Expression of Leptin Receptor and Effects of Leptin on Papillary Thyroid Carcinoma Cells

Background. Obesity has been hypothesized to contribute to the aggressiveness of thyroid cancer through the production of abnormal levels of serum adipokines. Leptin receptor (OB-R) expression has also been documented in papillary thyroid cancer (PTC). Aim. In this translational study, we analyzed in vitro the effects of leptin on the growth and migration of thyroid cancer cells (TPC-1 and K1), the molecular mechanisms underlying leptin’s action, and the influence of prolonged leptin exposure on cell response to a protein kinase inhibitor lenvatinib. The expression levels of OB-R mRNA and protein were also investigated in vivo in a series of aggressive PTCs divided into two groups based on the presence of the BRAF mutation. Results.

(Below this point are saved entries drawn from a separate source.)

//! One wizard run for one patient.
//!
//! Saves are split into [`IntakeSession::begin_save`], [`PendingSave::commit`]
//! and [`IntakeSession::finish_save`] so a caller can keep navigating while a
//! save is awaited. The outcome is applied to the draft the save was started
//! from, whatever step is current by then. Edits made while the save was in
//! flight stay unsaved.
//!
//! Leaving a step discards its unsaved edits unless a save for it is in
//! flight.

use std::collections::BTreeMap;
use std::sync::Arc;

use orbipax_core::mapper;
use orbipax_core::models::StepRecord;
use orbipax_core::step::WizardStepId;
use orbipax_schema::rules::{Document, ValidationContext, ValidationIssue};
use orbipax_schema::submission::check_submission;
use orbipax_schema::{validate_map, validate_step};
use orbipax_storage::error::PersistenceError;
use orbipax_storage::port::IntakeStore;
use serde_json::Value;
use uuid::Uuid;

use crate::draft::DraftStore;
use crate::error::SessionError;
use crate::navigator::WizardNavigator;

/// A validated record on its way to the store.
#[derive(Debug, Clone)]
pub struct PendingSave {
    patient_id: Uuid,
    step: WizardStepId,
    record: StepRecord,
    revision: u64,
    today: jiff::civil::Date,
}

impl PendingSave {
    pub fn patient_id(&self) -> Uuid {
        self.patient_id
    }

    pub fn step(&self) -> WizardStepId {
        self.step
    }

    pub fn record(&self) -> &StepRecord {
        &self.record
    }

    /// Write the record. Never touches the session.
    pub async fn commit(self, store: Arc<dyn IntakeStore>) -> CompletedSave {
        let recorded_at = self.record.recorded_at();
        let result = store
            .save(self.patient_id, self.step, self.record, self.today)
            .await;
        CompletedSave {
            patient_id: self.patient_id,
            step: self.step,
            revision: self.revision,
            recorded_at,
            result,
        }
    }
}

/// The outcome of a [`PendingSave`], keyed by patient and step.
#[derive(Debug)]
pub struct CompletedSave {
    pub patient_id: Uuid,
    pub step: WizardStepId,
    /// Draft revision the record was built from.
    pub revision: u64,
    pub recorded_at: jiff::Timestamp,
    pub result: Result<(), PersistenceError>,
}

pub struct IntakeSession {
    organization_id: Uuid,
    patient_id: Uuid,
    store: Arc<dyn IntakeStore>,
    navigator: WizardNavigator,
    drafts: BTreeMap<WizardStepId, DraftStore>,
    today: Option<jiff::civil::Date>,
}

impl IntakeSession {
    pub fn new(store: Arc<dyn IntakeStore>, patient_id: Uuid, navigator: WizardNavigator) -> Self {
        let drafts = navigator
            .steps()
            .iter()
            .map(|config| (config.id, DraftStore::new(patient_id, config.id)))
            .collect();
        Self {
            organization_id: store.organization_id(),
            patient_id,
            store,
            navigator,
            drafts,
            today: None,
        }
    }

    /// Validate as of a fixed date instead of the local calendar date.
    pub fn with_today(mut self, today: jiff::civil::Date) -> Self {
        self.today = Some(today);
        self
    }

    fn full_context(&self) -> ValidationContext {
        match self.today {
            Some(today) => ValidationContext::full(today),
            None => ValidationContext::full_today(),
        }
    }

    pub fn organization_id(&self) -> Uuid {
        self.organization_id
    }

    pub fn patient_id(&self) -> Uuid {
        self.patient_id
    }

    pub fn navigator(&self) -> &WizardNavigator {
        &self.navigator
    }

    pub fn current_step(&self) -> WizardStepId {
        self.navigator.current_step()
    }

    pub fn store(&self) -> Arc<dyn IntakeStore> {
        Arc::clone(&self.store)
    }

    pub fn draft(&self, step: WizardStepId) -> Option<&DraftStore> {
        self.drafts.get(&step)
    }

    fn draft_mut(&mut self, step: WizardStepId) -> Result<&mut DraftStore, SessionError> {
        self.drafts
            .get_mut(&step)
            .ok_or(SessionError::UnknownStep { step })
    }

    /// Merge `patch` into the current step's draft and return live feedback.
    ///
    /// The current step's validity is recomputed with full validation; the
    /// returned issues come from partial validation so fields not yet filled
    /// in are not flagged.
    pub fn edit(&mut self, patch: Document) -> Result<Vec<ValidationIssue>, SessionError> {
        let step = self.current_step();
        let ctx = self.full_context();
        let draft = self.draft_mut(step)?;
        draft.set_partial(patch);
        let snapshot = draft.snapshot();

        let valid = validate_step(step, &snapshot, &ctx).is_ok();
        self.navigator.set_current_step_valid(valid);

        let partial = ValidationContext::partial(ctx.today);
        Ok(self
            .drafts
            .get(&step)
            .map(|draft| validate_map(step, draft.data(), &partial))
            .unwrap_or_default())
    }

    /// Fill a step's draft from the store. Returns whether a record existed.
    pub async fn load_step(&mut self, step: WizardStepId) -> Result<bool, SessionError> {
        self.draft_mut(step)?.begin_load();
        let result = self.store.load(self.patient_id, step).await;

        match result {
            Ok(Some(record)) => {
                let data = match mapper::to_storage(record.data()) {
                    Ok(Value::Object(data)) => data,
                    Ok(_) => Document::new(),
                    Err(e) => {
                        self.draft_mut(step)?.fail_load("The saved information could not be read.");
                        return Err(e.into());
                    }
                };
                self.draft_mut(step)?
                    .finish_load(Some(data), Some(record.recorded_at()));
                self.navigator.mark_completed(step);
                if step == self.current_step() {
                    self.navigator.set_current_step_valid(true);
                }
                Ok(true)
            }
            Ok(None) => {
                self.draft_mut(step)?.finish_load(None, None);
                Ok(false)
            }
            Err(e) => {
                tracing::warn!(%step, code = %e.code(), error = %e, "failed to load step");
                self.draft_mut(step)?.fail_load(e.user_message());
                Err(e.into())
            }
        }
    }

    /// Validate a step's draft and mark it as saving.
    ///
    /// A second save for the same step while one is in flight is rejected.
    pub fn begin_save(&mut self, step: WizardStepId) -> Result<PendingSave, SessionError> {
        let ctx = self.full_context();
        let (patient_id, organization_id) = (self.patient_id, self.organization_id);
        let draft = self.draft_mut(step)?;
        if draft.is_saving() {
            return Err(SessionError::SaveInFlight { step });
        }

        let data = validate_step(step, &draft.snapshot(), &ctx)?;
        let record = StepRecord::new(patient_id, organization_id, data, jiff::Timestamp::now());
        draft.begin_save();
        Ok(PendingSave {
            patient_id,
            step,
            record,
            revision: draft.revision(),
            today: ctx.today,
        })
    }

    /// Apply a save outcome to the draft it was started from.
    pub fn finish_save(&mut self, completed: CompletedSave) -> Result<(), SessionError> {
        if completed.patient_id != self.patient_id {
            return Err(SessionError::PatientMismatch {
                expected: self.patient_id,
                actual: completed.patient_id,
            });
        }
        let step = completed.step;
        match completed.result {
            Ok(()) => {
                let ctx = self.full_context();
                let draft = self.draft_mut(step)?;
                draft.finish_save(completed.revision, completed.recorded_at);
                let (dirty, snapshot) = (draft.is_dirty(), draft.snapshot());
                self.navigator.mark_completed(step);
                if step == self.current_step() {
                    let valid = validate_step(step, &snapshot, &ctx).is_ok();
                    self.navigator.set_current_step_valid(valid);
                }
                tracing::info!(%step, still_dirty = dirty, "step saved");
                Ok(())
            }
            Err(e) => {
                tracing::warn!(%step, code = %e.code(), error = %e, "failed to save step");
                self.draft_mut(step)?.fail_save(e.user_message());
                Err(e.into())
            }
        }
    }

    pub async fn save_step(&mut self, step: WizardStepId) -> Result<(), SessionError> {
        let pending = self.begin_save(step)?;
        let completed = pending.commit(self.store()).await;
        self.finish_save(completed)
    }

    /// Save the current step and move on. Returns whether the navigator
    /// advanced; on the last step the save happens but there is nowhere to go.
    pub async fn continue_step(&mut self) -> Result<bool, SessionError> {
        let leaving = self.current_step();
        self.save_step(leaving).await?;
        let moved = self.navigator.next_step();
        self.left_step(leaving);
        Ok(moved)
    }

    pub fn go_to_step(&mut self, step: WizardStepId) -> bool {
        let leaving = self.current_step();
        let moved = self.navigator.go_to_step(step);
        self.left_step(leaving);
        moved
    }

    pub fn prev_step(&mut self) -> bool {
        let leaving = self.current_step();
        let moved = self.navigator.prev_step();
        self.left_step(leaving);
        moved
    }

    /// Drop unsaved edits on `step` once the navigator is somewhere else.
    /// A draft with a save in flight is kept for the save's outcome.
    fn left_step(&mut self, step: WizardStepId) {
        if step == self.current_step() {
            return;
        }
        if let Some(draft) = self.drafts.get_mut(&step)
            && draft.is_dirty()
            && !draft.is_saving()
        {
            tracing::debug!(%step, "discarding unsaved edits");
            draft.reset();
        }
    }

    pub fn set_allow_skip_ahead(&mut self, allow: bool) {
        self.navigator.set_allow_skip_ahead(allow);
    }

    /// Load every configured step from the store and run the final
    /// submission check. An empty result means the intake can be submitted.
    pub async fn submit(&self) -> Result<Vec<ValidationIssue>, SessionError> {
        let mut records = BTreeMap::new();
        for config in self.navigator.steps() {
            if let Some(record) = self.store.load(self.patient_id, config.id).await? {
                records.insert(config.id, record);
            }
        }
        let issues = check_submission(self.navigator.steps(), &records, &self.full_context());
        tracing::info!(
            steps = records.len(),
            issues = issues.len(),
            "submission checked"
        );
        Ok(issues)
    }

    /// Start the intake over: first step, empty drafts.
    pub fn restart(&mut self) {
        self.navigator.reset();
        for draft in self.drafts.values_mut() {
            draft.reset();
        }
    }
}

In TPC-1 and K1 cells, prolonged treatment with leptin (500 ng/ml for 96 h) resulted in a mild increase in the proliferation (about 20% over control only in K1 cells, p<0.05) and in the migration of both cancer cell lines. Immunoblot analysis revealed a slight increase in the phosphorylation of AKT, but no effect on β-catenin and phospho-ERK expressions. The inhibitory effects of lenvatinib on the viability of both cell lines were not influenced by the leptin treatment. OB-R transcript (in fresh tissues) and proteins (in formalin-fixed and paraffin-embedded specimens) were expressed in all PTC tissues examined, with no significant differences between BRAF-mutated and BRAF-wild-type tumors. Conclusions. These results demonstrate leptin’s role in mildly increasing the aggressive phenotype of PTC cells but without influencing the action of lenvatinib. Further studies will clarify whether it is possible to target OB-R, expressed in all aggressive PTCs, as an adjuvant treatment approach for these malignancies.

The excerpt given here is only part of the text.